The Royal Mask, 2021.
Performance artifact, collage and painting on stretched canvas. 52 x 32 cm.
Purchase by emailing info@almanacprojects.com
(700 pounds + postage and shipping)
‘...feelings and care and truth and justice…restorative, reparative…responssssssse-able…’
At the same time, there is humour and healing in this work, as an unsolicited penile photograph is transformed into a mask for the patriarchal image of the harmless schoolboy. Another mask turns queen and progeny into a mouthpiece for a disturbing mixture of oedipal fantasy and intergenerational mistakes. We are allowed to laugh at the absurdity of this system, where womxn’s bodies mean everything and nothing, and the image of a phallus can reproduce itself infinitely and innocently through the digital sphere. More importantly, we are allowed to look, to speak, and to heal.
Little Timmy Mask, 2021
Performance artifact, collage and painting on stretched canvas. 30 x 42 cm.

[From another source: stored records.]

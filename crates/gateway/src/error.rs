//! Error types for the gateway layer

use thiserror::Error;

/// Failures surfaced over the WebSocket itself: authentication failures
/// close the connection before registration, the rest are delivered to the
/// offending sender as `error` events.
#[derive(Error, Debug)]
pub enum GatewayError {
    #[error("authentication failed: {0}")]
    AuthenticationFailed(String),

    #[error("invalid message: {0}")]
    InvalidMessage(String),

    #[error("rate limit exceeded")]
    RateLimitExceeded,
}

pub type GatewayResult<T> = Result<T, GatewayError>;

impl From<amicale_auth::AuthError> for GatewayError {
    fn from(error: amicale_auth::AuthError) -> Self {
        GatewayError::AuthenticationFailed(error.to_string())
    }
}
use thiserror::Error;

#[derive(Debug, Error)]
pub enum ClientError {
    #[error("no session token available, not connecting")]
    MissingToken,
    #[error("not connected to the realtime gateway")]
    NotConnected,
    #[error("websocket transport error: {0}")]
    Transport(#[from] tokio_tungstenite::tungstenite::Error),
    #[error("failed to encode client frame: {0}")]
    Encoding(#[from] serde_json::Error),
}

Purchase by emailing info@almanacprojects.com
(500 pounds + postage and shipping)
‘...love…’
The materiality of healing is collaborative, shared, resonant. Healing is necessary care labour and it is via healing that we learn to resist, thrive and survive in any circumstances. We choose to heal, we choose to love to nurture the growth of others and our own. Practice love against abuse. Practice justice. Commit to truth-telling. Commit to care. The gesture of care re-symbolises vulnerabilities via mutuality, reciprocity and generosity. Materials of care matter.

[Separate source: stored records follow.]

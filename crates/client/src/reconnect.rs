//! Reconnection policy as an explicit state machine, independent of any
//! transport so it can be tested on its own.

use std::time::Duration;

#[derive(Debug, Clone)]
pub struct BackoffConfig {
    /// Delay before the first retry; doubles on each failure.
    pub initial: Duration,
    /// Ceiling for the computed delay.
    pub max: Duration,
    /// Retries allowed before giving up for good.
    pub max_attempts: u32,
}

impl Default for BackoffConfig {
    fn default() -> Self {
        Self {
            initial: Duration::from_millis(500),
            max: Duration::from_secs(30),
            max_attempts: 8,
        }
    }
}

#[derive(Debug, Clone, PartialEq, Eq)]
pub enum ReconnectState {
    Idle,
    Connecting,
    Connected,
    Backoff { attempt: u32, delay: Duration },
    GivenUp,
}

/// What the agent should do after a connection is lost.
#[derive(Debug, Clone, PartialEq, Eq)]
pub enum ReconnectDecision {
    RetryAfter { attempt: u32, delay: Duration },
    GiveUp,
}

#[derive(Debug)]
pub struct ReconnectPolicy {
    config: BackoffConfig,
    state: ReconnectState,
    /// Consecutive failed attempts; only a successful connection clears it,
    /// so the streak survives the `Backoff -> Connecting` transition.
    failures: u32,
}

impl ReconnectPolicy {
    pub fn new(config: BackoffConfig) -> Self {
        Self {
            config,
            state: ReconnectState::Idle,
            failures: 0,
        }
    }

    pub fn state(&self) -> &ReconnectState {
        &self.state
    }

    pub fn connect_started(&mut self) {
        if self.state != ReconnectState::GivenUp {
            self.state = ReconnectState::Connecting;
        }
    }

    /// A connection was established; the failure streak resets.
    pub fn connected(&mut self) {
        self.failures = 0;
        self.state = ReconnectState::Connected;
    }

    /// The connection dropped or the attempt failed. Returns the next step;
    /// past the retry ceiling the policy stays in `GivenUp` permanently.
    pub fn connection_lost(&mut self) -> ReconnectDecision {
        if self.state == ReconnectState::GivenUp {
            return ReconnectDecision::GiveUp;
        }

        self.failures += 1;
        let attempt = self.failures;

        if attempt > self.config.max_attempts {
            self.state = ReconnectState::GivenUp;
            return ReconnectDecision::GiveUp;
        }

        let exponent = attempt.saturating_sub(1).min(31);
        let delay = self
            .config
            .initial
            .saturating_mul(1u32 << exponent)
            .min(self.config.max);

        self.state = ReconnectState::Backoff { attempt, delay };
        ReconnectDecision::RetryAfter { attempt, delay }
    }

    /// Explicit disconnect: back to `Idle`, no retries pending.
    pub fn reset(&mut self) {
        self.failures = 0;
        self.state = ReconnectState::Idle;
    }
}

#[cfg(test)]
mod tests {
    use super::*;

    fn config(initial_ms: u64, max_ms: u64, max_attempts: u32) -> BackoffConfig {
        BackoffConfig {
            initial: Duration::from_millis(initial_ms),
            max: Duration::from_millis(max_ms),
            max_attempts,
        }
    }

    #[test]
    fn delays_double_up_to_the_ceiling() {
        let mut policy = ReconnectPolicy::new(config(100, 450, 10));
        policy.connect_started();

        let mut delays = Vec::new();
        for _ in 0..4 {
            match policy.connection_lost() {
                ReconnectDecision::RetryAfter { delay, .. } => delays.push(delay.as_millis()),
                ReconnectDecision::GiveUp => panic!("should still retry"),
            }
        }

        assert_eq!(delays, vec![100, 200, 400, 450]);
    }

    #[test]
    fn gives_up_after_the_retry_ceiling() {
        let mut policy = ReconnectPolicy::new(config(10, 1000, 2));
        policy.connect_started();

        assert!(matches!(
            policy.connection_lost(),
            ReconnectDecision::RetryAfter { attempt: 1, .. }
        ));
        assert!(matches!(
            policy.connection_lost(),
            ReconnectDecision::RetryAfter { attempt: 2, .. }
        ));
        assert_eq!(policy.connection_lost(), ReconnectDecision::GiveUp);
        assert_eq!(policy.state(), &ReconnectState::GivenUp);

        // still given up on later calls
        assert_eq!(policy.connection_lost(), ReconnectDecision::GiveUp);
    }

    #[test]
    fn failure_streak_survives_renewed_connect_attempts() {
        // the agent starts a fresh attempt before each retry; that must not
        // reset the escalation
        let mut policy = ReconnectPolicy::new(config(100, 10_000, 2));

        let mut decisions = Vec::new();
        for _ in 0..4 {
            policy.connect_started();
            decisions.push(policy.connection_lost());
        }

        assert_eq!(
            decisions,
            vec![
                ReconnectDecision::RetryAfter {
                    attempt: 1,
                    delay: Duration::from_millis(100),
                },
                ReconnectDecision::RetryAfter {
                    attempt: 2,
                    delay: Duration::from_millis(200),
                },
                ReconnectDecision::GiveUp,
                ReconnectDecision::GiveUp,
            ]
        );
        assert_eq!(policy.state(), &ReconnectState::GivenUp);
    }

    #[test]
    fn a_successful_connection_resets_the_streak() {
        let mut policy = ReconnectPolicy::new(config(100, 10_000, 5));
        policy.connect_started();

        policy.connection_lost();
        policy.connection_lost();
        policy.connected();
        assert_eq!(policy.state(), &ReconnectState::Connected);

        match policy.connection_lost() {
            ReconnectDecision::RetryAfter { attempt, delay } => {
                assert_eq!(attempt, 1);
                assert_eq!(delay, Duration::from_millis(100));
            }
            ReconnectDecision::GiveUp => panic!("should retry"),
        }
    }

    #[test]
    fn explicit_reset_returns_to_idle() {
        let mut policy = ReconnectPolicy::new(config(100, 1000, 3));
        policy.connect_started();
        policy.connection_lost();

        policy.reset();
        assert_eq!(policy.state(), &ReconnectState::Idle);
    }
}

Paintings of eyes covering eyes. Hands covered with honey, oil, and herbs; moulding and being moulded by the clay of the earth. The wild za’atar that has travelled from a contested land, an occupied area, from Palestine, to help us rest and heal. Our trauma doesn’t disappear, but it transforms and re-signifies.

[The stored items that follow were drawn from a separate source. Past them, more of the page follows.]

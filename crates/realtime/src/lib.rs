//! # Amicale Realtime Core
//!
//! Single-process authoritative state for the portal's presence roster and
//! chat relay: who is online (collapsed across browser tabs), the recent
//! message window, and fan-out to every live connection.
//!
//! All mutations go through [`RealtimeCore`], which serializes them behind
//! one mutex. Connection registration, presence reduction, and the resulting
//! broadcast happen in the same locked step, so every client observes the
//! same total order of events.

pub mod error;
pub mod events;
pub mod history;
pub mod registry;
pub mod router;
pub mod tracker;

pub use error::RealtimeError;
pub use events::{ChatMessage, ClientFrame, ConnectionId, MemberId, PresenceEntry, ServerEvent};
pub use tracker::PresenceChange;

use std::sync::Arc;

use tokio::sync::{mpsc, Mutex};
use tracing::info;

use amicale_auth::MemberIdentity;
use amicale_config::RealtimeConfig;

use history::ChatHistoryBuffer;
use registry::ConnectionRegistry;
use router::BroadcastRouter;
use tracker::PresenceTracker;

struct CoreState {
    registry: ConnectionRegistry,
    tracker: PresenceTracker,
    history: ChatHistoryBuffer,
    router: BroadcastRouter,
}

/// Cloneable handle to the serialized realtime state.
///
/// Operations are applied strictly in arrival order. On a tab refresh the
/// browser usually opens the new socket before the old one closes, which
/// nets to "stayed online" with no presence events; if the close lands
/// first, a leave followed by a join is emitted. There is no batching.
#[derive(Clone)]
pub struct RealtimeCore {
    inner: Arc<Mutex<CoreState>>,
}

impl RealtimeCore {
    pub fn new(config: &RealtimeConfig) -> Self {
        Self {
            inner: Arc::new(Mutex::new(CoreState {
                registry: ConnectionRegistry::new(),
                tracker: PresenceTracker::new(),
                history: ChatHistoryBuffer::new(config.history_capacity),
                router: BroadcastRouter::new(),
            })),
        }
    }

    /// Register an authenticated connection and seed it.
    ///
    /// In one locked step: the connection is registered, the presence
    /// tracker reduces the add (emitting `presence.joined` to the *already*
    /// connected clients if this member just came online), and the new
    /// connection's queue receives the roster snapshot and chat history.
    pub async fn connect(
        &self,
        connection_id: ConnectionId,
        identity: &MemberIdentity,
        queue: mpsc::Sender<ServerEvent>,
    ) -> Result<(), RealtimeError> {
        let mut state = self.inner.lock().await;

        state.registry.register(connection_id, identity.member_id)?;

        if let Some(PresenceChange::Joined(entry)) = state.tracker.connection_added(identity) {
            info!(member_id = entry.member_id, "member came online");
            state.router.broadcast(&ServerEvent::Joined {
                member_id: entry.member_id,
                first_name: entry.first_name,
                last_name: entry.last_name,
            });
        }

        // Attach after the join broadcast: the newcomer learns about itself
        // from the roster snapshot, not from its own join event.
        state.router.attach(connection_id, queue);
        state.router.send_to(
            connection_id,
            ServerEvent::Roster {
                members: state.tracker.snapshot(),
            },
        );
        state.router.send_to(
            connection_id,
            ServerEvent::History {
                messages: state.history.recent(),
            },
        );

        Ok(())
    }

    /// Remove a connection and emit `presence.left` if it was the member's
    /// last. Safe to call more than once for the same id.
    pub async fn disconnect(&self, connection_id: ConnectionId) {
        let mut state = self.inner.lock().await;

        state.router.detach(connection_id);
        let Some(member_id) = state.registry.unregister(connection_id) else {
            return;
        };

        if let Some(PresenceChange::Left(member_id)) = state.tracker.connection_removed(member_id)
        {
            info!(member_id, "member went offline");
            state.router.broadcast(&ServerEvent::Left { member_id });
        }
    }

    /// Append a validated chat message and fan it out to every open
    /// connection, the author's included.
    pub async fn publish_chat(&self, author: &MemberIdentity, body: String) -> ChatMessage {
        let mut state = self.inner.lock().await;

        let message = state.history.append(author, body);
        state.router.broadcast(&ServerEvent::Message {
            message: message.clone(),
        });
        message
    }

    /// Enqueue an event for one connection (heartbeat replies, per-sender
    /// errors).
    pub async fn send_to(&self, connection_id: ConnectionId, event: ServerEvent) {
        let state = self.inner.lock().await;
        state.router.send_to(connection_id, event);
    }

    pub async fn roster(&self) -> Vec<PresenceEntry> {
        self.inner.lock().await.tracker.snapshot()
    }

    pub async fn recent(&self) -> Vec<ChatMessage> {
        self.inner.lock().await.history.recent()
    }

    pub async fn connections_of(&self, member_id: MemberId) -> usize {
        self.inner.lock().await.registry.connections_of(member_id)
    }
}
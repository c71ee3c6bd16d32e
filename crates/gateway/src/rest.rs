//! Plain HTTP endpoints carried by the gateway.

use axum::Json;
use chrono::Utc;
use serde::Serialize;

#[derive(Debug, Serialize)]
pub struct HealthResponse {
    pub status: String,
    pub timestamp: String,
}

pub async fn health_check() -> Json<HealthResponse> {
    Json(HealthResponse {
        status: "ok".to_string(),
        timestamp: Utc::now().to_rfc3339(),
    })
}

/// Development-only session seeding, mirroring what the portal's auth
/// component does in production. Compiled out of release builds.
#[cfg(debug_assertions)]
pub mod dev {
    use std::sync::Arc;

    use axum::{extract::State, Json};
    use serde::{Deserialize, Serialize};

    use amicale_auth::MemberIdentity;

    use crate::state::GatewayState;

    #[derive(Debug, Deserialize)]
    pub struct DevSessionRequest {
        pub member_id: i64,
        pub first_name: String,
        pub last_name: String,
        #[serde(default = "default_role")]
        pub role: String,
    }

    fn default_role() -> String {
        "member".to_string()
    }

    #[derive(Debug, Serialize)]
    pub struct DevSessionResponse {
        pub token: String,
        pub member: MemberIdentity,
    }

    pub async fn create_dev_session(
        State(state): State<Arc<GatewayState>>,
        Json(request): Json<DevSessionRequest>,
    ) -> Json<DevSessionResponse> {
        let member = MemberIdentity {
            member_id: request.member_id,
            first_name: request.first_name,
            last_name: request.last_name,
            role: request.role,
        };

        let token = state.sessions.issue(member.clone()).await;
        Json(DevSessionResponse { token, member })
    }
}
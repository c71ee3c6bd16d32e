use thiserror::Error;

use crate::events::ConnectionId;

#[derive(Debug, Error)]
pub enum RealtimeError {
    /// The gateway assigns connection ids, so this indicates an upstream bug.
    #[error("connection id {0} is already registered")]
    DuplicateConnection(ConnectionId),
}
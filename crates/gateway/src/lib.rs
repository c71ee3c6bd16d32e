//! # Amicale Gateway Crate
//!
//! Protocol/session layer for the portal's realtime subsystem: accepts
//! WebSocket connections, authenticates them against the session directory,
//! drives each connection's receive loop, and is the only component that
//! talks to the transport. All shared state lives in the serialized
//! [`amicale_realtime::RealtimeCore`].

pub mod error;
pub mod rest;
pub mod state;
pub mod websocket;

pub use error::{GatewayError, GatewayResult};
pub use state::GatewayState;

use std::sync::Arc;

use axum::{
    http::Method,
    routing::get,
    Router,
};
use tower_http::cors::{Any, CorsLayer};

/// Create the gateway router: the realtime WebSocket endpoint plus health.
pub fn create_router(state: GatewayState) -> Router {
    let arc_state = Arc::new(state);

    let router = Router::new()
        .route("/health", get(rest::health_check))
        .route("/ws", get(websocket::realtime_ws_handler));

    #[cfg(debug_assertions)]
    let router = router.route(
        "/api/auth/dev/session",
        axum::routing::post(rest::dev::create_dev_session),
    );

    router.with_state(arc_state).layer(
        CorsLayer::new()
            .allow_origin(Any)
            .allow_methods([Method::GET, Method::POST])
            .allow_headers(Any),
    )
}
//! Bounded chat history, replayed to every client on connect.

use std::collections::VecDeque;

use chrono::Utc;

use amicale_auth::MemberIdentity;

use crate::events::ChatMessage;

/// Append-only buffer keeping the most recent messages, oldest evicted
/// first. Validation of bodies happens in the gateway before anything
/// reaches this buffer.
#[derive(Debug)]
pub struct ChatHistoryBuffer {
    capacity: usize,
    next_id: u64,
    messages: VecDeque<ChatMessage>,
}

impl ChatHistoryBuffer {
    pub fn new(capacity: usize) -> Self {
        Self {
            capacity,
            next_id: 1,
            messages: VecDeque::with_capacity(capacity),
        }
    }

    /// Store a message, assigning its id and timestamp, and return it for
    /// broadcasting.
    pub fn append(&mut self, author: &MemberIdentity, body: String) -> ChatMessage {
        let message = ChatMessage {
            id: self.next_id,
            author_id: author.member_id,
            author_name: author.display_name(),
            body,
            sent_at: Utc::now().to_rfc3339(),
        };
        self.next_id += 1;

        // capacity 0 means relay-only: nothing is retained for replay
        if self.capacity > 0 {
            while self.messages.len() >= self.capacity {
                self.messages.pop_front();
            }
            self.messages.push_back(message.clone());
        }
        message
    }

    /// Snapshot of retained messages, oldest-first. Replayable any number of
    /// times; never longer than the configured capacity.
    pub fn recent(&self) -> Vec<ChatMessage> {
        self.messages.iter().cloned().collect()
    }

    pub fn len(&self) -> usize {
        self.messages.len()
    }

    pub fn is_empty(&self) -> bool {
        self.messages.is_empty()
    }
}

#[cfg(test)]
mod tests {
    use super::*;

    fn author() -> MemberIdentity {
        MemberIdentity {
            member_id: 4,
            first_name: "Nadia".to_string(),
            last_name: "Bernard".to_string(),
            role: "member".to_string(),
        }
    }

    #[test]
    fn append_assigns_monotonic_ids_and_denormalized_author() {
        let mut buffer = ChatHistoryBuffer::new(10);

        let first = buffer.append(&author(), "one".to_string());
        let second = buffer.append(&author(), "two".to_string());

        assert_eq!(first.id, 1);
        assert_eq!(second.id, 2);
        assert_eq!(first.author_name, "Nadia Bernard");
        assert!(!first.sent_at.is_empty());
    }

    #[test]
    fn retention_window_evicts_oldest_first() {
        let mut buffer = ChatHistoryBuffer::new(3);
        for body in ["M1", "M2", "M3", "M4"] {
            buffer.append(&author(), body.to_string());
        }

        let recent = buffer.recent();
        let bodies: Vec<&str> = recent.iter().map(|m| m.body.as_str()).collect();
        assert_eq!(bodies, vec!["M2", "M3", "M4"]);
    }

    #[test]
    fn recent_never_exceeds_capacity_and_stays_ordered() {
        let mut buffer = ChatHistoryBuffer::new(5);
        for i in 0..40 {
            buffer.append(&author(), format!("msg-{i}"));
        }

        let recent = buffer.recent();
        assert_eq!(recent.len(), 5);
        for pair in recent.windows(2) {
            assert!(pair[0].id < pair[1].id, "oldest-first ordering");
        }
        assert_eq!(recent.last().map(|m| m.body.as_str()), Some("msg-39"));
    }

    #[test]
    fn zero_capacity_retains_nothing_but_still_stamps_messages() {
        let mut buffer = ChatHistoryBuffer::new(0);

        for i in 0..5u64 {
            let message = buffer.append(&author(), format!("msg-{i}"));
            assert_eq!(message.id, i + 1);
        }

        assert!(buffer.recent().is_empty());
        assert_eq!(buffer.len(), 0);
    }

    #[test]
    fn recent_is_a_replayable_snapshot() {
        let mut buffer = ChatHistoryBuffer::new(3);
        buffer.append(&author(), "hello".to_string());

        assert_eq!(buffer.recent(), buffer.recent());
        assert_eq!(buffer.len(), 1);
    }
}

‘...you were born to be loved…’
*Excerpts from Amanda Millis, Femmecide Pandemic, 2021
Amanda Millis is an American-born, London-based artist-writer-educator whose practice explores the connections amongst femme desire, disability, and community-led art making. Shx weaves together performance, sculpture, and narrative in attempts to generate anti-colonial feminism. Millis sees hxr teaching and art practice as inextricably linked. Recent work includes I am not disabled; the institution is disabled, Wellcome Collection, London; Design Foundation Lecturer, Brunel University, London; Fine Art Lecturer, University of the Arts, London; Politics of Looking Film Festival, ICA, London; Family Forming through HIV, Open City Documentary Festival, London; Psychosocial Lecturer, Goldsmiths, London; Debate at Tate, Tate Modern, London. Millis also works trans-nationally, with a community-studio practice in Hebron, Palestine. Shx has previously been the recipient of arts grants from the Brooklyn Arts Council and the New York Department of Cultural Affairs for hxr community-arts project, Womxn’s Work.